The 1882 Chinese Exclusion Act declared Chinese immigrants to the U.S. ineligible for American citizenship. In the early 1900s, alien land laws were 
passed in many states to ban Asian immigrants from owning land, property, and the American Dream. During World War II, the U.S. government 
incarcerated more than 125,000 people of Japanese descent over a perceived danger of Japanese American “disloyalty.”

After the Sept. 11 attacks on the World Trade Center, xenophobia toward Muslim Americans skyrocketed, resulting in many hate crimes and 
attacks on places of worship. Most recently, following the start of the COVID-19 pandemic and the branding of the virus by the then-U.S. president 
as the “China virus” or “kung-flu,” we’ve experienced a heartbreaking crisis of anti-Asian hate.

So, when politicians and leaders talk about how “China is stealing our manufacturing jobs” or introducing these odious 21st-century versions of
 alien land laws, let’s be clear that the Chinese government is not the one that will feel the pain. When Congress accuses TikTok of espionage, 
singles out its CEO of Asian descent for every sin of the Internet under the sun, and a senator demands that he be “deported immediately,” 
it’s not the Chinese Communist Party that will be affected.

When a New York legislator crows that his bill will stop “the Chinese government to continue purchasing large amounts of agricultural land” 
— without a shred of evidence that the Chinese government owns any such land in New York — it’s not “China” that’s going to feel the pain.

It is regular Chinese Americans — and other Asian-Americans, our neighbors, our colleagues — who will suffer when they are accused of being 
foreign spies, are called a slur while walking down the street, or if they, unfortunately, become a victim of a hate crime.

Politicians’ anti-China rhetoric does not live in a vacuum. Its most significant impact is felt not in the sphere of foreign policy but here in America, 
among the millions of Americans of Asian ethnic descent.

Today is National Citizenship Day, a time in which we are meant to celebrate the establishment of the U.S. Constitution and our nation’s fundamental
 commitment to diversity and inclusion.
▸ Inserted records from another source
//! Cancellable `requestAnimationFrame` loop.
//!
//! A self-rescheduling frame callback wrapped in an explicit handle, so
//! teardown is a single `cancel` call with a hard guarantee: once cancelled,
//! no further tick runs and no successor frame is scheduled, even if
//! cancellation lands while a tick is executing. Dropping the handle
//! cancels, so a loop stored in an effect's value ends with the effect.

use std::cell::{Cell, RefCell};
use std::rc::Rc;

use wasm_bindgen::prelude::*;
use web_sys::Window;

/// Handle to a running per-frame callback chain.
///
/// The tick callback returns `true` to keep running; returning `false`
/// ends the loop from the inside (used by finite animations).
pub struct FrameLoop {
	running: Rc<Cell<bool>>,
	frame_id: Rc<Cell<Option<i32>>>,
	slot: Rc<RefCell<Option<Closure<dyn FnMut()>>>>,
}

impl FrameLoop {
	/// Schedules `tick` to run once per animation frame, starting with the
	/// next one.
	pub fn start(mut tick: impl FnMut() -> bool + 'static) -> Self {
		let running = Rc::new(Cell::new(true));
		let frame_id = Rc::new(Cell::new(None));
		let slot: Rc<RefCell<Option<Closure<dyn FnMut()>>>> = Rc::new(RefCell::new(None));

		let (running_cb, frame_id_cb, slot_cb) = (running.clone(), frame_id.clone(), slot.clone());
		*slot.borrow_mut() = Some(Closure::new(move || {
			if !running_cb.get() {
				return;
			}
			let keep_going = tick();
			// Re-check: the tick itself may have triggered cancellation.
			if keep_going && running_cb.get() {
				if let Some(ref cb) = *slot_cb.borrow() {
					frame_id_cb.set(request_frame(cb));
				}
			}
		}));

		if let Some(ref cb) = *slot.borrow() {
			frame_id.set(request_frame(cb));
		}

		Self {
			running,
			frame_id,
			slot,
		}
	}

	/// Stops the loop: no tick runs after this returns.
	pub fn cancel(&self) {
		self.running.set(false);
		if let Some(id) = self.frame_id.take() {
			if let Some(window) = web_sys::window() {
				let _ = window.cancel_animation_frame(id);
			}
		}
		// Release the closure's self-referential cycle.
		self.slot.borrow_mut().take();
	}
}

impl Drop for FrameLoop {
	fn drop(&mut self) {
		self.cancel();
	}
}

fn request_frame(cb: &Closure<dyn FnMut()>) -> Option<i32> {
	let window: Window = web_sys::window()?;
	window
		.request_animation_frame(cb.as_ref().unchecked_ref())
		.ok()
}
//! UI components for the hero experience.

pub mod count_up;
pub mod particle_field;
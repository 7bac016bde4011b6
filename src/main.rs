//! Client entrypoint for the CSR build.

// Bin target reuses lib deps, silence noisy lint.
#![allow(unused_crate_dependencies)]

use hero_field::{App, init_logging};
use leptos::prelude::*;

fn main() {
	init_logging();

	mount_to_body(|| {
		view! { <App /> }
	})
}
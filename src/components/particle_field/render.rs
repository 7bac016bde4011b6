//! Canvas rendering for the particle field.
//!
//! Each frame fully clears the surface, then draws every particle's fading
//! trail, pulsing body, and connective lines to its neighbors.

use std::f64::consts::PI;

use web_sys::CanvasRenderingContext2d;

use super::config::{
	LINK_ALPHA, LINK_RADIUS, LINK_WIDTH, PULSE_DEPTH, PULSE_SPEED, TRAIL_MAX_ALPHA,
};
use super::field::{FieldState, Particle};
use super::palette::Color;

/// Connective lines are drawn in brand red regardless of particle color.
const LINK_COLOR: Color = Color::rgb(196, 32, 32);

/// The raster output boundary.
///
/// The animator draws through this trait so the simulation stays
/// independent of the canvas bindings; tests substitute a recording
/// implementation.
pub trait Surface {
	/// Clear the full surface.
	fn clear(&mut self, width: f64, height: f64);
	/// Draw a filled circle.
	fn fill_circle(&mut self, x: f64, y: f64, radius: f64, color: Color);
	/// Draw a straight stroked line.
	fn stroke_line(&mut self, from: (f64, f64), to: (f64, f64), width: f64, color: Color);
}

impl Surface for CanvasRenderingContext2d {
	fn clear(&mut self, width: f64, height: f64) {
		self.clear_rect(0.0, 0.0, width, height);
	}

	fn fill_circle(&mut self, x: f64, y: f64, radius: f64, color: Color) {
		self.begin_path();
		let _ = self.arc(x, y, radius, 0.0, PI * 2.0);
		self.set_fill_style_str(&color.to_css());
		self.fill();
	}

	fn stroke_line(&mut self, from: (f64, f64), to: (f64, f64), width: f64, color: Color) {
		self.begin_path();
		self.set_stroke_style_str(&color.to_css());
		self.set_line_width(width);
		self.move_to(from.0, from.1);
		self.line_to(to.0, to.1);
		self.stroke();
	}
}

/// Renders the complete field to the surface.
pub fn render(field: &FieldState, surface: &mut impl Surface) {
	surface.clear(field.width, field.height);

	for p in &field.particles {
		draw_trail(p, surface);
		draw_body(p, field.time, surface);
		draw_links(p, &field.particles, surface);
	}
}

/// Trail segments fade in from the oldest (near zero) to the newest.
fn draw_trail(p: &Particle, surface: &mut impl Surface) {
	if p.trail.len() < 2 {
		return;
	}
	let len = p.trail.len();
	for t in 0..len - 1 {
		let alpha = (t as f64 / len as f64) * TRAIL_MAX_ALPHA;
		surface.stroke_line(
			p.trail[t],
			p.trail[t + 1],
			p.radius * 0.5,
			p.color.with_alpha(alpha),
		);
	}
}

fn draw_body(p: &Particle, time: f64, surface: &mut impl Surface) {
	let pulse = 1.0 + (time * PULSE_SPEED + p.phase).sin() * PULSE_DEPTH;
	surface.fill_circle(p.x, p.y, p.radius * pulse, p.color);
}

/// Connective lines to every other particle within LINK_RADIUS, fading with
/// distance. All pairs are scanned each frame; O(n²) is fine at the default
/// count — raising it substantially calls for a spatial grid instead.
fn draw_links(p: &Particle, all: &[Particle], surface: &mut impl Surface) {
	for other in all {
		if std::ptr::eq(p, other) {
			continue;
		}
		let (dx, dy) = (other.x - p.x, other.y - p.y);
		let dist = (dx * dx + dy * dy).sqrt();
		if dist < LINK_RADIUS {
			let alpha = LINK_ALPHA * (1.0 - dist / LINK_RADIUS);
			surface.stroke_line(
				(p.x, p.y),
				(other.x, other.y),
				LINK_WIDTH,
				LINK_COLOR.with_alpha(alpha),
			);
		}
	}
}

/// Records drawing operations instead of rasterizing them.
#[cfg(test)]
pub(crate) struct RecordingSurface {
	pub ops: Vec<DrawOp>,
}

#[cfg(test)]
#[derive(Clone, Debug, PartialEq)]
pub(crate) enum DrawOp {
	Clear { width: f64, height: f64 },
	Circle { x: f64, y: f64, radius: f64, color: Color },
	Line { from: (f64, f64), to: (f64, f64), width: f64, color: Color },
}

#[cfg(test)]
impl RecordingSurface {
	pub fn new() -> Self {
		Self { ops: Vec::new() }
	}

	pub fn lines(&self) -> impl Iterator<Item = &DrawOp> {
		self.ops
			.iter()
			.filter(|op| matches!(op, DrawOp::Line { .. }))
	}
}

#[cfg(test)]
impl Surface for RecordingSurface {
	fn clear(&mut self, width: f64, height: f64) {
		self.ops.push(DrawOp::Clear { width, height });
	}

	fn fill_circle(&mut self, x: f64, y: f64, radius: f64, color: Color) {
		self.ops.push(DrawOp::Circle {
			x,
			y,
			radius,
			color,
		});
	}

	fn stroke_line(&mut self, from: (f64, f64), to: (f64, f64), width: f64, color: Color) {
		self.ops.push(DrawOp::Line {
			from,
			to,
			width,
			color,
		});
	}
}
//! Eased count-up animation for headline statistics.

use leptos::prelude::*;

use crate::frame_loop::FrameLoop;

/// Default count-up duration in milliseconds.
pub const DEFAULT_DURATION_MS: f64 = 2000.0;

/// Interpolates from zero to a target with an ease-out cubic curve.
///
/// Intermediate values are floor-truncated so the display never shows the
/// target before the animation completes; at or past the duration the exact
/// target is returned.
#[derive(Clone, Copy, Debug)]
pub struct CountUp {
	target: u64,
	duration_ms: f64,
}

impl CountUp {
	pub fn new(target: u64, duration_ms: f64) -> Self {
		Self {
			target,
			duration_ms,
		}
	}

	/// Value shown `elapsed_ms` into the animation.
	pub fn value_at(&self, elapsed_ms: f64) -> u64 {
		let progress = (elapsed_ms / self.duration_ms).clamp(0.0, 1.0);
		if progress >= 1.0 {
			return self.target;
		}
		let eased = 1.0 - (1.0 - progress).powi(3);
		(eased * self.target as f64).floor() as u64
	}

	pub fn finished(&self, elapsed_ms: f64) -> bool {
		elapsed_ms >= self.duration_ms
	}
}

/// A single animated statistic: the number counts up on mount, the label
/// sits underneath.
#[component]
pub fn CountUpStat(
	/// Final value the counter settles on.
	value: u64,
	/// Appended after the number (e.g. "+").
	#[prop(into, default = String::new())]
	suffix: String,
	/// Caption under the number.
	#[prop(into)]
	label: String,
) -> impl IntoView {
	let shown = RwSignal::new(0u64);

	// The loop lives in the effect's value; dropping it (re-run or
	// unmount) cancels any frames still pending.
	Effect::new(move |previous: Option<FrameLoop>| {
		drop(previous);
		let counter = CountUp::new(value, DEFAULT_DURATION_MS);
		let start = js_sys::Date::now();
		FrameLoop::start(move || {
			let elapsed = js_sys::Date::now() - start;
			shown.set(counter.value_at(elapsed));
			!counter.finished(elapsed)
		})
	});

	view! {
		<div class="hero-stat">
			<span class="hero-stat__number">
				{move || format!("{}{}", shown.get(), suffix)}
			</span>
			<span class="hero-stat__label">{label}</span>
		</div>
	}
}
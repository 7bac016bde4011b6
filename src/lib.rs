//! hero-field: pointer-reactive particle hero layer for the marketing site.
//!
//! This crate provides a WASM-based hero experience that renders a field of
//! drifting, pointer-attracted particles on a fullscreen canvas, with eased
//! count-up statistics in the overlay.

use leptos::prelude::*;
use leptos_meta::*;
use log::{Level, info, warn};
use wasm_bindgen::JsCast;
use web_sys::{HtmlScriptElement, Window};

pub mod components;
pub mod frame_loop;

pub use components::count_up::{CountUp, CountUpStat};
pub use components::particle_field::{FieldConfig, ParticleFieldCanvas};

/// Initialize logging and panic hooks for the WASM target.
pub fn init_logging() {
	let _ = console_log::init_with_level(Level::Debug);
	console_error_panic_hook::set_once();
	info!("hero-field: logging initialized");
}

/// Load field configuration from a script element with id="field-config".
/// Expected format: JSON matching [`FieldConfig`]; every field is optional.
fn load_field_config() -> Option<FieldConfig> {
	let window: Window = web_sys::window()?;
	let document = window.document()?;
	let element = document.get_element_by_id("field-config")?;
	let script: HtmlScriptElement = element.dyn_into().ok()?;
	let json_text = script.text().ok()?;

	match serde_json::from_str::<FieldConfig>(&json_text) {
		Ok(config) => {
			info!("hero-field: loaded config, {} particles", config.count);
			Some(config)
		}
		Err(e) => {
			warn!("hero-field: failed to parse field config: {}", e);
			None
		}
	}
}

/// Main application component.
/// Loads field configuration from the DOM and renders the hero layer.
#[component]
pub fn App() -> impl IntoView {
	provide_meta_context();

	let config = load_field_config().unwrap_or_default();
	let config_signal = Signal::derive(move || config.clone());

	view! {
		<Html attr:lang="en" attr:dir="ltr" attr:data-theme="dark" />
		<Title text="IIMI — We Transform Data Into Intelligence" />
		<Meta charset="UTF-8" />
		<Meta name="viewport" content="width=device-width, initial-scale=1.0" />

		<section class="hero">
			<ParticleFieldCanvas config=config_signal fullscreen=true />
			<div class="hero__overlay">
				<h1>"We Transform Data Into Intelligence"</h1>
				<p class="hero__description">
					"From handwritten records to AI training data, we manage \
					 virtually any labor-intensive data process. 24/7/365."
				</p>
				<div class="hero__stats">
					<CountUpStat value=4200 suffix="+" label="Employees Worldwide" />
					<CountUpStat value=20 label="Languages Supported" />
					<CountUpStat value=29 label="Years of Excellence" />
				</div>
			</div>
		</section>
	}
}
// src/types/job.rs
use chrono::{DateTime, Utc};
use serde::de::Deserializer;
use serde::ser::Serializer;
use serde::{Deserialize, Serialize};
use std::collections::BTreeSet;
use std::fmt;

/// Opaque job posting identifier. The catalog may use numeric or string ids;
/// the client never interprets them.
#[derive(Debug, Clone, PartialEq, Eq, Hash, Serialize, Deserialize)]
#[serde(transparent)]
pub struct JobId(pub String);

impl JobId {
    pub fn new(id: impl Into<String>) -> Self {
        Self(id.into())
    }
}

impl fmt::Display for JobId {
    fn fmt(&self, f: &mut fmt::Formatter<'_>) -> fmt::Result {
        f.write_str(&self.0)
    }
}

/// Identifier of a per-user job link.
#[derive(Debug, Clone, PartialEq, Eq, Hash, Serialize, Deserialize)]
#[serde(transparent)]
pub struct LinkId(pub String);

impl LinkId {
    pub fn new(id: impl Into<String>) -> Self {
        Self(id.into())
    }
}

impl fmt::Display for LinkId {
    fn fmt(&self, f: &mut fmt::Formatter<'_>) -> fmt::Result {
        f.write_str(&self.0)
    }
}

/// Match-quality label attached by the catalog's matching service.
#[derive(Debug, Clone, Copy, PartialEq, Eq, Serialize, Deserialize)]
pub enum MatchQuality {
    #[serde(rename = "Good match")]
    Good,
    Average,
    Low,
}

/// A job posting as seen by a job seeker. Read-only on the client; created by
/// catalog ingestion and never mutated here.
#[derive(Debug, Clone, PartialEq, Serialize, Deserialize)]
#[serde(rename_all = "camelCase")]
pub struct JobRecord {
    pub id: JobId,
    pub title: String,
    pub company: String,
    pub location: String,
    pub job_type: String,
    pub compensation: String,
    #[serde(default)]
    pub tags: BTreeSet<String>,
    #[serde(default)]
    pub url: Option<String>,
    #[serde(default)]
    pub match_quality: Option<MatchQuality>,
}

/// Application-track status of a `UserJobLink`.
///
/// The eight known values are closed; anything else coming off the wire is
/// preserved verbatim in `Other` so display can fall back to the raw string
/// instead of failing deserialization.
#[derive(Debug, Clone, PartialEq, Eq)]
pub enum ApplicationStatus {
    Saved,
    Draft,
    Submitted,
    Reviewing,
    Interview,
    Rejected,
    Accepted,
    Withdrawn,
    Other(String),
}

impl ApplicationStatus {
    pub fn as_str(&self) -> &str {
        match self {
            Self::Saved => "saved",
            Self::Draft => "draft",
            Self::Submitted => "submitted",
            Self::Reviewing => "reviewing",
            Self::Interview => "interview",
            Self::Rejected => "rejected",
            Self::Accepted => "accepted",
            Self::Withdrawn => "withdrawn",
            Self::Other(raw) => raw,
        }
    }

    pub fn from_wire(raw: String) -> Self {
        match raw.as_str() {
            "saved" => Self::Saved,
            "draft" => Self::Draft,
            "submitted" => Self::Submitted,
            "reviewing" => Self::Reviewing,
            "interview" => Self::Interview,
            "rejected" => Self::Rejected,
            "accepted" => Self::Accepted,
            "withdrawn" => Self::Withdrawn,
            _ => Self::Other(raw),
        }
    }
}

impl fmt::Display for ApplicationStatus {
    fn fmt(&self, f: &mut fmt::Formatter<'_>) -> fmt::Result {
        f.write_str(self.as_str())
    }
}

impl Serialize for ApplicationStatus {
    fn serialize<S: Serializer>(&self, serializer: S) -> Result<S::Ok, S::Error> {
        serializer.serialize_str(self.as_str())
    }
}

impl<'de> Deserialize<'de> for ApplicationStatus {
    fn deserialize<D: Deserializer<'de>>(deserializer: D) -> Result<Self, D::Error> {
        let raw = String::deserialize(deserializer)?;
        Ok(Self::from_wire(raw))
    }
}

/// Presentation grouping for a status badge. Always derived from the status,
/// never stored, so badge and status cannot drift apart.
#[derive(Debug, Clone, Copy, PartialEq, Eq)]
pub enum BadgeCategory {
    Positive,
    Pending,
    Neutral,
}

/// The per-user relationship to a `JobRecord`. This is the entity with real
/// state: at most one link exists per (user, job) pair.
#[derive(Debug, Clone, PartialEq, Serialize, Deserialize)]
#[serde(rename_all = "camelCase")]
pub struct UserJobLink {
    pub id: LinkId,
    pub job_id: JobId,
    pub status: ApplicationStatus,
    #[serde(default)]
    pub automation_id: Option<super::automation::AutomationId>,
    #[serde(default)]
    pub applied_at: Option<DateTime<Utc>>,
}

impl UserJobLink {
    /// A fresh link created by a "save" action.
    pub fn saved(id: LinkId, job_id: JobId) -> Self {
        Self {
            id,
            job_id,
            status: ApplicationStatus::Saved,
            automation_id: None,
            applied_at: None,
        }
    }

    /// Invariant check: `applied_at` is recorded exactly when the link has
    /// left the saved/draft track.
    pub fn is_consistent(&self) -> bool {
        let on_application_track = !matches!(
            self.status,
            ApplicationStatus::Saved | ApplicationStatus::Draft
        );
        self.applied_at.is_some() == on_application_track
    }
}
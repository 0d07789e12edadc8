// src/core/gate.rs
//! Setup gate: the single source of truth for "may this user take an action
//! that results in a real-world job application or automation creation".

use tracing::warn;

use crate::types::setup::SetupStatus;

/// Where a blocked user is sent to finish onboarding.
pub const SETUP_REDIRECT: &str = "/setup";

/// Three-valued gate decision.
///
/// `Unknown` means the setup-status fetch has not resolved yet; it is
/// distinct from both `Allowed` and `Blocked` so callers cannot conflate
/// "still loading" with "explicitly blocked".
#[derive(Debug, Clone, Copy, PartialEq, Eq)]
pub enum GateDecision {
    Unknown,
    Allowed,
    Blocked { redirect_to: &'static str },
}

impl GateDecision {
    /// Only an explicit `Allowed` permits a real-submission mutation.
    pub fn permits_mutation(self) -> bool {
        matches!(self, Self::Allowed)
    }
}

/// Evaluate the gate against the last fetched setup status, `None` while the
/// fetch is still pending.
pub fn check_gate(status: Option<&SetupStatus>) -> GateDecision {
    match status {
        None => GateDecision::Unknown,
        Some(status) => {
            if !status.is_consistent() {
                // A "complete" status without a resume is a backend bug;
                // log it but honor the flag, which stays authoritative.
                warn!("setup status reports complete without resume metadata");
            }
            if status.complete {
                GateDecision::Allowed
            } else {
                GateDecision::Blocked {
                    redirect_to: SETUP_REDIRECT,
                }
            }
        }
    }
}
// src/core/inflight.rs
//! At most one in-flight mutation per entity.
//!
//! There is no server-side idempotency key, so a duplicate pause/resume/run
//! or apply call would double-count. A second action on a busy entity is
//! rejected immediately, before any network call is issued. The guard is
//! RAII: dropping it (success or failure) releases the entity.

use std::collections::HashSet;
use std::sync::{Arc, Mutex, MutexGuard};

use tracing::debug;

use crate::error::CoreError;
use crate::types::automation::AutomationId;
use crate::types::job::JobId;

/// The entities whose mutations are serialized.
#[derive(Debug, Clone, PartialEq, Eq, Hash)]
pub enum EntityKey {
    Job(JobId),
    Automation(AutomationId),
}

impl EntityKey {
    fn describe(&self) -> String {
        match self {
            Self::Job(id) => format!("job {id}"),
            Self::Automation(id) => format!("automation {id}"),
        }
    }
}

#[derive(Debug, Clone, Default)]
pub struct InFlight {
    busy: Arc<Mutex<HashSet<EntityKey>>>,
}

impl InFlight {
    pub fn new() -> Self {
        Self::default()
    }

    /// Claim an entity for a mutation. Fails with `ConcurrentActionRejected`
    /// if another action on the same entity is still outstanding.
    pub fn begin(&self, key: EntityKey) -> Result<InFlightGuard, CoreError> {
        let mut busy = lock(&self.busy);
        if !busy.insert(key.clone()) {
            return Err(CoreError::ConcurrentActionRejected {
                entity: key.describe(),
            });
        }
        debug!(entity = %key.describe(), "action in flight");
        Ok(InFlightGuard {
            busy: Arc::clone(&self.busy),
            key,
        })
    }

    pub fn is_busy(&self, key: &EntityKey) -> bool {
        lock(&self.busy).contains(key)
    }
}

fn lock(busy: &Mutex<HashSet<EntityKey>>) -> MutexGuard<'_, HashSet<EntityKey>> {
    // A poisoned set only means a panicking holder; the data is still valid.
    busy.lock().unwrap_or_else(|poisoned| poisoned.into_inner())
}

#[derive(Debug)]
pub struct InFlightGuard {
    busy: Arc<Mutex<HashSet<EntityKey>>>,
    key: EntityKey,
}

impl Drop for InFlightGuard {
    fn drop(&mut self) {
        lock(&self.busy).remove(&self.key);
    }
}

#[cfg(test)]
mod tests {
    use super::*;

    #[test]
    fn second_action_on_same_entity_is_rejected() {
        let inflight = InFlight::new();
        let key = EntityKey::Automation(AutomationId::new("auto-1"));

        let _guard = inflight.begin(key.clone()).unwrap();
        let err = inflight.begin(key.clone()).unwrap_err();
        assert!(err.is_concurrent_rejection());
        assert!(inflight.is_busy(&key));
    }

    #[test]
    fn dropping_the_guard_releases_the_entity() {
        let inflight = InFlight::new();
        let key = EntityKey::Job(JobId::new("job-1"));

        let guard = inflight.begin(key.clone()).unwrap();
        drop(guard);
        assert!(!inflight.is_busy(&key));
        assert!(inflight.begin(key).is_ok());
    }

    #[test]
    fn distinct_entities_do_not_block_each_other() {
        let inflight = InFlight::new();
        let _job = inflight.begin(EntityKey::Job(JobId::new("job-1"))).unwrap();
        let _other_job = inflight.begin(EntityKey::Job(JobId::new("job-2"))).unwrap();
        let _automation = inflight
            .begin(EntityKey::Automation(AutomationId::new("job-1")))
            .unwrap();
    }
}
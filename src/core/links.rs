// src/core/links.rs
//! Get-or-create bookkeeping for the (job, user-job-link) association.
//!
//! The store is keyed by job id, which is what makes save and attach
//! idempotent on the (user, job) pair: repeating either returns the existing
//! link instead of appending a duplicate.

use std::collections::HashMap;

use tracing::debug;

use crate::error::CoreError;
use crate::types::automation::AutomationId;
use crate::types::job::{ApplicationStatus, JobId, LinkId, UserJobLink};

#[derive(Debug, Default)]
pub struct LinkStore {
    links: HashMap<JobId, UserJobLink>,
}

impl LinkStore {
    pub fn new() -> Self {
        Self::default()
    }

    pub fn get(&self, job_id: &JobId) -> Option<&UserJobLink> {
        self.links.get(job_id)
    }

    pub fn get_mut(&mut self, job_id: &JobId) -> Option<&mut UserJobLink> {
        self.links.get_mut(job_id)
    }

    /// Record a save. Get-or-create: an existing link's id is returned
    /// unchanged and `new_link_id` is discarded.
    pub fn record_saved(&mut self, job_id: JobId, new_link_id: LinkId) -> LinkId {
        if let Some(existing) = self.links.get(&job_id) {
            return existing.id.clone();
        }
        debug!(job = %job_id, link = %new_link_id, "recorded saved job");
        let link = UserJobLink::saved(new_link_id.clone(), job_id.clone());
        self.links.insert(job_id, link);
        new_link_id
    }

    /// Record an attach. Same get-or-create semantics as save, then the
    /// automation reference is overwritten; a link points to at most one
    /// automation at a time.
    pub fn record_attached(
        &mut self,
        job_id: JobId,
        new_link_id: LinkId,
        automation_id: AutomationId,
    ) -> LinkId {
        let link_id = self.record_saved(job_id.clone(), new_link_id);
        if let Some(link) = self.links.get_mut(&job_id) {
            link.automation_id = Some(automation_id);
        }
        link_id
    }

    /// Remove a saved job. Only legal while the link is still `Saved`: a link
    /// mid-application cannot be unsaved. Removal here means dropping the
    /// entry from the store; whether the backend deletes or merely hides the
    /// link is its own concern.
    pub fn remove_saved(&mut self, job_id: &JobId) -> Result<UserJobLink, CoreError> {
        let Some(link) = self.links.remove(job_id) else {
            return Err(CoreError::InvalidTransition {
                entity: "user job link",
                from: "absent".to_owned(),
                action: "unsave",
            });
        };
        if link.status != ApplicationStatus::Saved {
            let from = link.status.as_str().to_owned();
            self.links.insert(job_id.clone(), link);
            return Err(CoreError::InvalidTransition {
                entity: "user job link",
                from,
                action: "unsave",
            });
        }
        Ok(link)
    }

    /// Replace the stored link with an authoritative copy from the backend.
    pub fn upsert(&mut self, link: UserJobLink) {
        self.links.insert(link.job_id.clone(), link);
    }

    /// Links currently visible in the "saved" view.
    pub fn saved(&self) -> impl Iterator<Item = &UserJobLink> {
        self.links
            .values()
            .filter(|link| link.status == ApplicationStatus::Saved)
    }

    pub fn len(&self) -> usize {
        self.links.len()
    }

    pub fn is_empty(&self) -> bool {
        self.links.is_empty()
    }
}

#[cfg(test)]
mod tests {
    use super::*;
    use chrono::Utc;

    #[test]
    fn repeated_save_returns_same_link_id() {
        let mut store = LinkStore::new();
        let job = JobId::new("job-7");

        let first = store.record_saved(job.clone(), LinkId::new("link-a"));
        let second = store.record_saved(job.clone(), LinkId::new("link-b"));

        assert_eq!(first, second);
        assert_eq!(store.len(), 1);
    }

    #[test]
    fn attach_reuses_existing_link_and_overwrites_reference() {
        let mut store = LinkStore::new();
        let job = JobId::new("job-7");
        let saved_id = store.record_saved(job.clone(), LinkId::new("link-a"));

        let attached_id = store.record_attached(
            job.clone(),
            LinkId::new("link-b"),
            AutomationId::new("auto-1"),
        );
        assert_eq!(attached_id, saved_id);
        assert_eq!(store.len(), 1);
        assert_eq!(
            store.get(&job).unwrap().automation_id,
            Some(AutomationId::new("auto-1"))
        );

        // A later attach re-points rather than duplicating.
        store.record_attached(job.clone(), LinkId::new("link-c"), AutomationId::new("auto-2"));
        assert_eq!(store.len(), 1);
        assert_eq!(
            store.get(&job).unwrap().automation_id,
            Some(AutomationId::new("auto-2"))
        );
    }

    #[test]
    fn attach_creates_link_when_absent() {
        let mut store = LinkStore::new();
        let job = JobId::new("job-9");

        let id = store.record_attached(job.clone(), LinkId::new("link-x"), AutomationId::new("auto-1"));
        assert_eq!(id, LinkId::new("link-x"));
        assert_eq!(store.get(&job).unwrap().status, ApplicationStatus::Saved);
    }

    #[test]
    fn unsave_requires_saved_status() {
        let mut store = LinkStore::new();
        let job = JobId::new("job-7");
        store.record_saved(job.clone(), LinkId::new("link-a"));
        store
            .get_mut(&job)
            .unwrap()
            .apply_once(Utc::now())
            .unwrap();

        let err = store.remove_saved(&job).unwrap_err();
        assert!(err.is_invalid_transition());
        assert_eq!(store.len(), 1);
    }

    #[test]
    fn unsave_drops_link_from_saved_reads() {
        let mut store = LinkStore::new();
        let job = JobId::new("job-7");
        store.record_saved(job.clone(), LinkId::new("link-a"));
        assert_eq!(store.saved().count(), 1);

        store.remove_saved(&job).unwrap();
        assert_eq!(store.saved().count(), 0);
        assert!(store.get(&job).is_none());
    }

    #[test]
    fn unsave_of_unknown_job_fails() {
        let mut store = LinkStore::new();
        assert!(store
            .remove_saved(&JobId::new("missing"))
            .unwrap_err()
            .is_invalid_transition());
    }

    #[test]
    fn submitted_links_leave_the_saved_view() {
        let mut store = LinkStore::new();
        store.record_saved(JobId::new("a"), LinkId::new("l-a"));
        store.record_saved(JobId::new("b"), LinkId::new("l-b"));
        store
            .get_mut(&JobId::new("a"))
            .unwrap()
            .apply_once(Utc::now())
            .unwrap();

        let saved: Vec<_> = store.saved().map(|l| l.job_id.clone()).collect();
        assert_eq!(saved, vec![JobId::new("b")]);
    }
}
So today, we demand our elected representatives and other people in positions of power: please separate 
how you talk about diplomatic issues with the government of China from how you talk about Chinese people at large, including the more than 
5 million Chinese Americans who call this country home.

Do not try to push racially targeted domestic laws aimed at fearmongering and finding “foreign” scapegoats. Do not let Asian-Americans 
become the victims of geopolitical disputes; history has warned us what happens when we blame diplomatic issues on an American ethnic group.

Instead, work to uplift the Asian-Americans who love this country and make it great.

Yoo is the executive director of the Asian American Federation.